(Work instructions):
Give back all of the data exactly as written.

(Listed records):
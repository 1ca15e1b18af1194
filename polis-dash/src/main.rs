//! polis-dash - Pol.is report dashboard
//!
//! Serves a browser UI: paste a Pol.is report URL, run the statements
//! recipe, explore the resulting statement map.

use std::path::PathBuf;

use anyhow::{Context, Result};
use clap::Parser;
use polis_common::config::ConfigResolver;
use polis_dash::{build_router, AppState};
use tokio::signal;
use tracing::info;
use tracing_subscriber::{layer::SubscriberExt, util::SubscriberInitExt};

/// Command-line arguments for polis-dash
#[derive(Parser, Debug)]
#[command(name = "polis-dash")]
#[command(about = "Pol.is report dashboard")]
#[command(version)]
struct Args {
    /// Config file (overrides POLIS_DASH_CONFIG and the per-user file)
    #[arg(short, long)]
    config: Option<PathBuf>,

    /// Port to listen on (overrides the config file)
    #[arg(short, long, env = "POLIS_DASH_PORT")]
    port: Option<u16>,

    /// Address to bind (overrides the config file)
    #[arg(short, long)]
    bind: Option<String>,
}

#[tokio::main]
async fn main() -> Result<()> {
    let args = Args::parse();

    // Config is resolved before tracing so its log level can seed the filter;
    // resolution messages emitted before init are dropped.
    let mut config = ConfigResolver::new(args.config.clone()).load();
    if let Some(port) = args.port {
        config.port = port;
    }
    if let Some(bind) = args.bind {
        config.bind_address = bind;
    }

    tracing_subscriber::registry()
        .with(
            tracing_subscriber::EnvFilter::try_from_default_env().unwrap_or_else(|_| {
                format!("polis_dash={0},polis_common={0},tower_http=info", config.logging.level).into()
            }),
        )
        .with(tracing_subscriber::fmt::layer())
        .init();

    // Build identification immediately after tracing init
    info!(
        "Starting Polis Dashboard (polis-dash) v{} [{}] built {} ({})",
        env!("CARGO_PKG_VERSION"),
        env!("GIT_HASH"),
        env!("BUILD_TIMESTAMP"),
        env!("BUILD_PROFILE")
    );
    info!(
        "Plot backend: {:?}, translation {}",
        config.plot_backend,
        if config.translation_enabled { "enabled" } else { "disabled" }
    );

    let addr = format!("{}:{}", config.bind_address, config.port);
    let state = AppState::with_polis_client(config).context("Failed to create Pol.is client")?;
    let app = build_router(state);

    let listener = tokio::net::TcpListener::bind(&addr)
        .await
        .with_context(|| format!("Failed to bind {}", addr))?;
    info!("polis-dash listening on http://{}", addr);
    info!("Health check: http://{}/health", addr);

    axum::serve(listener, app)
        .with_graceful_shutdown(shutdown_signal())
        .await?;

    info!("polis-dash stopped");
    Ok(())
}

async fn shutdown_signal() {
    if signal::ctrl_c().await.is_ok() {
        info!("Received Ctrl-C, shutting down");
    }
}
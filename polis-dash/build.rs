//! Embeds the commit, build time and cargo profile reported at startup
//! and by `/health`.

use std::process::Command;

/// Eight-character commit hash, if built from a git checkout
fn git_short_hash() -> Option<String> {
    let output = Command::new("git")
        .args(["rev-parse", "--short=8", "HEAD"])
        .output()
        .ok()?;
    if !output.status.success() {
        return None;
    }
    let hash = String::from_utf8(output.stdout).ok()?;
    Some(hash.trim().to_owned())
}

fn main() {
    let build_info = [
        ("GIT_HASH", git_short_hash().unwrap_or_else(|| "unknown".into())),
        (
            "BUILD_TIMESTAMP",
            chrono::Local::now().to_rfc3339_opts(chrono::SecondsFormat::Secs, false),
        ),
        (
            "BUILD_PROFILE",
            std::env::var("PROFILE").unwrap_or_else(|_| "unknown".into()),
        ),
    ];

    for (key, value) in build_info {
        println!("cargo:rustc-env={}={}", key, value);
    }
}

(Answer box):
repository 1ca15e1b18af1194
filename polis-dash/src/main.rs
//! polis-dash - Pol.is report dashboard
//!
//! Serves a browser UI: paste a Pol.is report URL, run the statements
//! recipe, explore the resulting statement map.

use std::path::PathBuf;

use anyhow::{Context, Result};
use clap::Parser;
use polis_common::config::ConfigResolver;
use polis_dash::{build_router, AppState};
use tokio::signal;
use tracing::info;
use tracing_subscriber::{layer::SubscriberExt, util::SubscriberInitExt};

/// Command-line arguments for polis-dash
#[derive(Parser, Debug)]
#[command(name = "polis-dash")]
#[command(about = "Pol.is report dashboard")]
#[command(version)]
struct Args {
    /// Config file (overrides POLIS_DASH_CONFIG and the per-user file)
    #[arg(short, long)]
    config: Option<PathBuf>,

    /// Port to listen on (overrides the config file)
    #[arg(short, long, env = "POLIS_DASH_PORT")]
    port: Option<u16>,

    /// Address to bind (overrides the config file)
    #[arg(short, long)]
    bind: Option<String>,
}

#[tokio::main]
async fn main() -> Result<()> {
    let args = Args::parse();

    // Config is resolved before tracing so its log level can seed the filter;
    // resolution messages emitted before init are dropped.
    let mut config = ConfigResolver::new(args.config.clone()).load();
    if let Some(port) = args.port {
        config.port = port;
    }
    if let Some(bind) = args.bind {
        config.bind_address = bind;
    }

    tracing_subscriber::registry()
        .with(
            tracing_subscriber::EnvFilter::try_from_default_env().unwrap_or_else(|_| {
                format!("polis_dash={0},polis_common={0},tower_http=info", config.logging.level).into()
            }),
        )
        .with(tracing_subscriber::fmt::layer())
        .init();

    // Build identification immediately after tracing init
    info!(
        "Starting Polis Dashboard (polis-dash) v{} [{}] built {} ({})",
        env!("CARGO_PKG_VERSION"),
        env!("GIT_HASH"),
        env!("BUILD_TIMESTAMP"),
        env!("BUILD_PROFILE")
    );
    info!(
        "Plot backend: {:?}, translation {}",
        config.plot_backend,
        if config.translation_enabled { "enabled" } else { "disabled" }
    );

    let addr = format!("{}:{}", config.bind_address, config.port);
    let state = AppState::with_polis_client(config).context("Failed to create Pol.is client")?;
    let app = build_router(state);

    let listener = tokio::net::TcpListener::bind(&addr)
        .await
        .with_context(|| format!("Failed to bind {}", addr))?;
    info!("polis-dash listening on http://{}", addr);
    info!("Health check: http://{}/health", addr);

    axum::serve(listener, app)
        .with_graceful_shutdown(shutdown_signal())
        .await?;

    info!("polis-dash stopped");
    Ok(())
}

async fn shutdown_signal() {
    if signal::ctrl_c().await.is_ok() {
        info!("Received Ctrl-C, shutting down");
    }
}
filename polis-dash/build.rs
//! Embeds the commit, build time and cargo profile reported at startup
//! and by `/health`.

use std::process::Command;

/// Eight-character commit hash, if built from a git checkout
fn git_short_hash() -> Option<String> {
    let output = Command::new("git")
        .args(["rev-parse", "--short=8", "HEAD"])
        .output()
        .ok()?;
    if !output.status.success() {
        return None;
    }
    let hash = String::from_utf8(output.stdout).ok()?;
    Some(hash.trim().to_owned())
}

fn main() {
    let build_info = [
        ("GIT_HASH", git_short_hash().unwrap_or_else(|| "unknown".into())),
        (
            "BUILD_TIMESTAMP",
            chrono::Local::now().to_rfc3339_opts(chrono::SecondsFormat::Secs, false),
        ),
        (
            "BUILD_PROFILE",
            std::env::var("PROFILE").unwrap_or_else(|_| "unknown".into()),
        ),
    ];

    for (key, value) in build_info {
        println!("cargo:rustc-env={}={}", key, value);
    }
}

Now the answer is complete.